◆ WHAT TO WORK ON ◆
Repeat the entries word for word. Leave nothing out.

◆ DATA FOR THE TASK ◆

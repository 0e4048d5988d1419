//! `sleep` and `time`

use crossbeam::channel::select;
use indexmap::IndexMap;
use std::time::{Duration, Instant};

use super::define;
use crate::environment::{Frame, Namespace};
use crate::error::{combine_callback, EvalError, Reason};
use crate::eval::call_body;
use crate::value::{parse_num, Args, Num, Signature, Value};

pub(super) fn register(ns: &Namespace) {
    define(ns, "sleep", Signature::new().param("duration"), sleep);
    define(
        ns,
        "time",
        Signature::new().param("body").option("on-end", Value::Nil),
        time,
    );
}

/// Block until the duration passes or the evaluator is interrupted.
fn sleep(fm: &mut Frame, args: Args) -> Result<(), EvalError> {
    let duration = parse_sleep_duration(&args.positional[0]).map_err(|r| fm.exception(r))?;
    tracing::trace!(?duration, "sleep");
    let timer = fm.evaluator().context().timer.after(duration);
    let interrupt = fm.interrupt_receiver();
    select! {
        recv(timer) -> _ => Ok(()),
        recv(interrupt) -> _ => Err(fm.exception(Reason::Interrupted)),
    }
}

/// Run a body, passing the elapsed seconds to `&on-end` if given.
fn time(fm: &mut Frame, args: Args) -> Result<(), EvalError> {
    let start = Instant::now();
    let result = call_body(fm, &args.positional[0]);
    let elapsed = start.elapsed();
    tracing::debug!(?elapsed, "time");
    match args.option("on-end") {
        Some(on_end) => {
            let seconds = Value::float(elapsed.as_secs_f64());
            let ended = on_end.call(fm, vec![seconds], IndexMap::new());
            combine_callback(result, ended)
        }
        None => result,
    }
}

/// Interpret a value as a sleep duration.
///
/// Numbers, and strings that parse as numbers (`1`, `0.1`, `1/2`), count
/// seconds. Other strings are durations with unit suffixes such as `1.3s`,
/// `0.1ms` or `3h5m7s`; the units are `ns`, `us` (or `µs`), `ms`, `s`,
/// `m` and `h`.
///
/// # Errors
///
/// `NegativeSleepDuration` for a well-formed negative duration and
/// `InvalidSleepDuration` for anything else that is not a duration.
///
/// ```
/// use std::time::Duration;
/// use quickbeam::builtins::parse_sleep_duration;
/// use quickbeam::Value;
///
/// let d = parse_sleep_duration(&Value::from("1.3s")).unwrap();
/// assert_eq!(d, Duration::from_millis(1300));
/// ```
pub fn parse_sleep_duration(value: &Value) -> Result<Duration, Reason> {
    let invalid = || Reason::InvalidSleepDuration;
    let nanos = match value {
        Value::Num(n) => num_nanos(*n),
        Value::String(s) => match parse_num(s) {
            Some(n) => num_nanos(n),
            None => unit_nanos(s).ok_or_else(invalid)?,
        },
        _ => return Err(invalid()),
    };
    if !nanos.is_finite() {
        return Err(invalid());
    }
    if nanos < 0.0 {
        return Err(Reason::NegativeSleepDuration);
    }
    let nanos = nanos.round();
    if nanos > u64::MAX as f64 {
        return Err(invalid());
    }
    Ok(Duration::from_nanos(nanos as u64))
}

fn num_nanos(n: Num) -> f64 {
    n.to_f64() * 1e9
}

const UNITS: &[(&str, f64)] = &[
    ("ns", 1.0),
    ("us", 1e3),
    ("µs", 1e3),
    ("ms", 1e6),
    ("s", 1e9),
    ("m", 60e9),
    ("h", 3600e9),
];

/// Parse `[-+]?(number unit)+` into signed nanoseconds.
fn unit_nanos(s: &str) -> Option<f64> {
    let (sign, mut rest) = match s.strip_prefix('-') {
        Some(rest) => (-1.0, rest),
        None => (1.0, s.strip_prefix('+').unwrap_or(s)),
    };
    if rest.is_empty() {
        return None;
    }
    let mut total = 0.0;
    while !rest.is_empty() {
        let digits = rest
            .find(|c: char| !(c.is_ascii_digit() || c == '.'))
            .unwrap_or(rest.len());
        let number = &rest[..digits];
        if !number.bytes().any(|b| b.is_ascii_digit()) {
            return None;
        }
        let number: f64 = number.parse().ok()?;
        rest = &rest[digits..];

        let unit_len = rest
            .find(|c: char| c.is_ascii_digit() || c == '.')
            .unwrap_or(rest.len());
        let unit = &rest[..unit_len];
        let (_, scale) = UNITS.iter().find(|(name, _)| *name == unit)?;
        total += number * scale;
        rest = &rest[unit_len..];
    }
    Some(sign * total)
}

#[cfg(test)]
mod tests {
    use super::*;

    fn parse(s: &str) -> Result<Duration, Reason> {
        parse_sleep_duration(&Value::from(s))
    }

    #[test]
    fn test_plain_seconds() {
        assert_eq!(parse("0").unwrap(), Duration::ZERO);
        assert_eq!(parse("1").unwrap(), Duration::from_secs(1));
        assert_eq!(parse("0.1").unwrap(), Duration::from_millis(100));
        assert_eq!(parse("1/2").unwrap(), Duration::from_millis(500));
    }

    #[test]
    fn test_unit_suffixes() {
        assert_eq!(parse("1.3s").unwrap(), Duration::from_millis(1300));
        assert_eq!(parse("0.1ms").unwrap(), Duration::from_micros(100));
        assert_eq!(parse("3h5m7s").unwrap(), Duration::from_secs(3 * 3600 + 5 * 60 + 7));
        assert_eq!(parse("250us").unwrap(), Duration::from_micros(250));
        assert_eq!(parse("+2m").unwrap(), Duration::from_secs(120));
    }

    #[test]
    fn test_numbers() {
        let d = parse_sleep_duration(&Value::Num(Num::Float(1.7))).unwrap();
        assert_eq!(d, Duration::from_millis(1700));
        let d = parse_sleep_duration(&Value::int(42)).unwrap();
        assert_eq!(d, Duration::from_secs(42));
    }

    #[test]
    fn test_negative() {
        assert!(matches!(parse("-7"), Err(Reason::NegativeSleepDuration)));
        assert!(matches!(parse("-3h"), Err(Reason::NegativeSleepDuration)));
        assert!(matches!(
            parse_sleep_duration(&Value::Num(Num::Float(-7.0))),
            Err(Reason::NegativeSleepDuration)
        ));
    }

    #[test]
    fn test_invalid() {
        for s in ["1x", "", "s", "1s2", "-", "inf", "NaN", "1 s"] {
            assert!(
                matches!(parse(s), Err(Reason::InvalidSleepDuration)),
                "{:?} should be invalid",
                s
            );
        }
        let list = Value::list(vec![Value::from("1")]);
        assert!(matches!(
            parse_sleep_duration(&list),
            Err(Reason::InvalidSleepDuration)
        ));
    }
}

◆ EXERCISE ANSWER ◆
repository 0e4048d5988d1419
//! `sleep` and `time`

use crossbeam::channel::select;
use indexmap::IndexMap;
use std::time::{Duration, Instant};

use super::define;
use crate::environment::{Frame, Namespace};
use crate::error::{combine_callback, EvalError, Reason};
use crate::eval::call_body;
use crate::value::{parse_num, Args, Num, Signature, Value};

pub(super) fn register(ns: &Namespace) {
    define(ns, "sleep", Signature::new().param("duration"), sleep);
    define(
        ns,
        "time",
        Signature::new().param("body").option("on-end", Value::Nil),
        time,
    );
}

/// Block until the duration passes or the evaluator is interrupted.
fn sleep(fm: &mut Frame, args: Args) -> Result<(), EvalError> {
    let duration = parse_sleep_duration(&args.positional[0]).map_err(|r| fm.exception(r))?;
    tracing::trace!(?duration, "sleep");
    let timer = fm.evaluator().context().timer.after(duration);
    let interrupt = fm.interrupt_receiver();
    select! {
        recv(timer) -> _ => Ok(()),
        recv(interrupt) -> _ => Err(fm.exception(Reason::Interrupted)),
    }
}

/// Run a body, passing the elapsed seconds to `&on-end` if given.
fn time(fm: &mut Frame, args: Args) -> Result<(), EvalError> {
    let start = Instant::now();
    let result = call_body(fm, &args.positional[0]);
    let elapsed = start.elapsed();
    tracing::debug!(?elapsed, "time");
    match args.option("on-end") {
        Some(on_end) => {
            let seconds = Value::float(elapsed.as_secs_f64());
            let ended = on_end.call(fm, vec![seconds], IndexMap::new());
            combine_callback(result, ended)
        }
        None => result,
    }
}

/// Interpret a value as a sleep duration.
///
/// Numbers, and strings that parse as numbers (`1`, `0.1`, `1/2`), count
/// seconds. Other strings are durations with unit suffixes such as `1.3s`,
/// `0.1ms` or `3h5m7s`; the units are `ns`, `us` (or `µs`), `ms`, `s`,
/// `m` and `h`.
///
/// # Errors
///
/// `NegativeSleepDuration` for a well-formed negative duration and
/// `InvalidSleepDuration` for anything else that is not a duration.
///
/// ```
/// use std::time::Duration;
/// use quickbeam::builtins::parse_sleep_duration;
/// use quickbeam::Value;
///
/// let d = parse_sleep_duration(&Value::from("1.3s")).unwrap();
/// assert_eq!(d, Duration::from_millis(1300));
/// ```
pub fn parse_sleep_duration(value: &Value) -> Result<Duration, Reason> {
    let invalid = || Reason::InvalidSleepDuration;
    let nanos = match value {
        Value::Num(n) => num_nanos(*n),
        Value::String(s) => match parse_num(s) {
            Some(n) => num_nanos(n),
            None => unit_nanos(s).ok_or_else(invalid)?,
        },
        _ => return Err(invalid()),
    };
    if !nanos.is_finite() {
        return Err(invalid());
    }
    if nanos < 0.0 {
        return Err(Reason::NegativeSleepDuration);
    }
    let nanos = nanos.round();
    if nanos > u64::MAX as f64 {
        return Err(invalid());
    }
    Ok(Duration::from_nanos(nanos as u64))
}

fn num_nanos(n: Num) -> f64 {
    n.to_f64() * 1e9
}

const UNITS: &[(&str, f64)] = &[
    ("ns", 1.0),
    ("us", 1e3),
    ("µs", 1e3),
    ("ms", 1e6),
    ("s", 1e9),
    ("m", 60e9),
    ("h", 3600e9),
];

/// Parse `[-+]?(number unit)+` into signed nanoseconds.
fn unit_nanos(s: &str) -> Option<f64> {
    let (sign, mut rest) = match s.strip_prefix('-') {
        Some(rest) => (-1.0, rest),
        None => (1.0, s.strip_prefix('+').unwrap_or(s)),
    };
    if rest.is_empty() {
        return None;
    }
    let mut total = 0.0;
    while !rest.is_empty() {
        let digits = rest
            .find(|c: char| !(c.is_ascii_digit() || c == '.'))
            .unwrap_or(rest.len());
        let number = &rest[..digits];
        if !number.bytes().any(|b| b.is_ascii_digit()) {
            return None;
        }
        let number: f64 = number.parse().ok()?;
        rest = &rest[digits..];

        let unit_len = rest
            .find(|c: char| c.is_ascii_digit() || c == '.')
            .unwrap_or(rest.len());
        let unit = &rest[..unit_len];
        let (_, scale) = UNITS.iter().find(|(name, _)| *name == unit)?;
        total += number * scale;
        rest = &rest[unit_len..];
    }
    Some(sign * total)
}

#[cfg(test)]
mod tests {
    use super::*;

    fn parse(s: &str) -> Result<Duration, Reason> {
        parse_sleep_duration(&Value::from(s))
    }

    #[test]
    fn test_plain_seconds() {
        assert_eq!(parse("0").unwrap(), Duration::ZERO);
        assert_eq!(parse("1").unwrap(), Duration::from_secs(1));
        assert_eq!(parse("0.1").unwrap(), Duration::from_millis(100));
        assert_eq!(parse("1/2").unwrap(), Duration::from_millis(500));
    }

    #[test]
    fn test_unit_suffixes() {
        assert_eq!(parse("1.3s").unwrap(), Duration::from_millis(1300));
        assert_eq!(parse("0.1ms").unwrap(), Duration::from_micros(100));
        assert_eq!(parse("3h5m7s").unwrap(), Duration::from_secs(3 * 3600 + 5 * 60 + 7));
        assert_eq!(parse("250us").unwrap(), Duration::from_micros(250));
        assert_eq!(parse("+2m").unwrap(), Duration::from_secs(120));
    }

    #[test]
    fn test_numbers() {
        let d = parse_sleep_duration(&Value::Num(Num::Float(1.7))).unwrap();
        assert_eq!(d, Duration::from_millis(1700));
        let d = parse_sleep_duration(&Value::int(42)).unwrap();
        assert_eq!(d, Duration::from_secs(42));
    }

    #[test]
    fn test_negative() {
        assert!(matches!(parse("-7"), Err(Reason::NegativeSleepDuration)));
        assert!(matches!(parse("-3h"), Err(Reason::NegativeSleepDuration)));
        assert!(matches!(
            parse_sleep_duration(&Value::Num(Num::Float(-7.0))),
            Err(Reason::NegativeSleepDuration)
        ));
    }

    #[test]
    fn test_invalid() {
        for s in ["1x", "", "s", "1s2", "-", "inf", "NaN", "1 s"] {
            assert!(
                matches!(parse(s), Err(Reason::InvalidSleepDuration)),
                "{:?} should be invalid",
                s
            );
        }
        let list = Value::list(vec![Value::from("1")]);
        assert!(matches!(
            parse_sleep_duration(&list),
            Err(Reason::InvalidSleepDuration)
        ));
    }
}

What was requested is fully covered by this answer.